Structural, compositional and functional properties of Sb-doped Mg2Si synthesized in Al2O3-crucibles

Abstract

Magnesium silicide (Mg₂Si) is a promising candidate for thermoelectric energy conversion due to its low toxicity, the abundance of its raw constituents and its low density, allowing manufacturing of light, sustainable and relatively cheap devices. Mg₂Si needs to be doped in order to increase its efficiency, making this material competitive among materials operating in the intermediate temperature range. In this work, a synthesis procedure based on melting of the raw elements in easily available and cheap Al₂O₃ crucibles was developed to obtain polycrystalline Sb doped Mg₂Si materials in a wide range of compositions.

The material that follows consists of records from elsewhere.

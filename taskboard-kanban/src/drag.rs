//! Drag session state machine
//!
//! Translates pointer gestures into [`TaskCollection`] calls. The controller
//! is the only caller of [`TaskCollection::reorder`] from the UI side.
//!
//! ```text
//! Idle --start--> Dragging { task_id, hint } --drop/end--> Idle
//! ```

use crate::error::Result;
use crate::task::{DropPosition, TaskCollection};
use crate::types::{ColumnId, TaskId};
use tracing::debug;

/// The most recent hover position; overwritten on every move
#[derive(Debug, Clone, PartialEq, Eq)]
pub struct DragHint {
    pub target: TaskId,
    pub position: DropPosition,
}

#[derive(Debug, Clone, Default, PartialEq, Eq)]
pub enum DragState {
    #[default]
    Idle,
    Dragging {
        task_id: TaskId,
        hint: Option<DragHint>,
    },
}

/// What a drop did to the collection
#[derive(Debug, Clone, PartialEq, Eq)]
pub enum DropOutcome {
    /// Reordered within the dragged task's column
    Reordered { position: DropPosition },
    /// Moved to another column, appended at its end
    Moved { status: ColumnId },
    Ignored,
}

#[derive(Debug, Default)]
pub struct DragController {
    state: DragState,
}

impl DragController {
    pub fn new() -> Self {
        Self::default()
    }

    pub fn state(&self) -> &DragState {
        &self.state
    }

    pub fn is_dragging(&self) -> bool {
        matches!(self.state, DragState::Dragging { .. })
    }

    /// Begin dragging `task_id`, discarding any previous session
    pub fn start(&mut self, task_id: impl Into<TaskId>) {
        let task_id = task_id.into();
        debug!(task_id = %task_id, "drag started");
        self.state = DragState::Dragging {
            task_id,
            hint: None,
        };
    }

    /// Record the pointer over `target`
    ///
    /// `top` and `height` describe the hovered task's box. Above its vertical
    /// midpoint is `before`, at or below is `after`.
    pub fn hover(&mut self, target: &TaskId, pointer_y: f64, top: f64, height: f64) {
        let DragState::Dragging { task_id, hint } = &mut self.state else {
            return;
        };
        if task_id == target {
            return;
        }
        let position = if pointer_y < top + height / 2.0 {
            DropPosition::Before
        } else {
            DropPosition::After
        };
        *hint = Some(DragHint {
            target: target.clone(),
            position,
        });
    }

    /// Drop onto another task
    ///
    /// Same column reorders using the hint recorded for `target` (or `after`
    /// when the last hover was elsewhere). A different column moves the task
    /// there. The session ends either way.
    pub async fn drop_on_task(
        &mut self,
        collection: &mut TaskCollection,
        target: &TaskId,
    ) -> Result<DropOutcome> {
        let DragState::Dragging { task_id, hint } = std::mem::take(&mut self.state) else {
            return Ok(DropOutcome::Ignored);
        };
        if &task_id == target {
            return Ok(DropOutcome::Ignored);
        }

        let dragged_status = match collection.get(&task_id) {
            Some(task) => task.status.clone(),
            None => return Ok(DropOutcome::Ignored),
        };
        let target_status = match collection.get(target) {
            Some(task) => task.status.clone(),
            None => return Ok(DropOutcome::Ignored),
        };

        if dragged_status == target_status {
            let position = hint
                .filter(|h| &h.target == target)
                .map(|h| h.position)
                .unwrap_or_default();
            collection.reorder(&task_id, target, position).await?;
            Ok(DropOutcome::Reordered { position })
        } else {
            collection.move_to(&task_id, target_status.clone()).await?;
            Ok(DropOutcome::Moved {
                status: target_status,
            })
        }
    }

    /// Drop onto a column's empty area
    pub async fn drop_on_column(
        &mut self,
        collection: &mut TaskCollection,
        status: &ColumnId,
    ) -> Result<DropOutcome> {
        let DragState::Dragging { task_id, .. } = std::mem::take(&mut self.state) else {
            return Ok(DropOutcome::Ignored);
        };
        match collection.get(&task_id) {
            Some(task) if &task.status != status => {
                collection.move_to(&task_id, status.clone()).await?;
                Ok(DropOutcome::Moved {
                    status: status.clone(),
                })
            }
            _ => Ok(DropOutcome::Ignored),
        }
    }

    /// End the gesture, dropped or cancelled
    pub fn end(&mut self) {
        if self.is_dragging() {
            debug!("drag ended");
        }
        self.state = DragState::Idle;
    }
}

Powders from the crushed lumps were consolidated via spark plasma sintering and then thermally annealed to obtain dense pellets of Sb:Mg₂Si with Sb = 0.0, 0.1, 0.3, 0.5, 0.7, 1.0 and 1.5 at%. The effects of Sb doping and of the synthesis and sintering technique on composition, morphology and stability of n-type Mg₂Si are discussed. Transport properties (Seebeck coefficient, electrical and thermal conductivity, charge carrier density) were evaluated in order to elucidate the composition–property relationship within this material system and find the optimal doping amount to optimize its thermoelectric properties.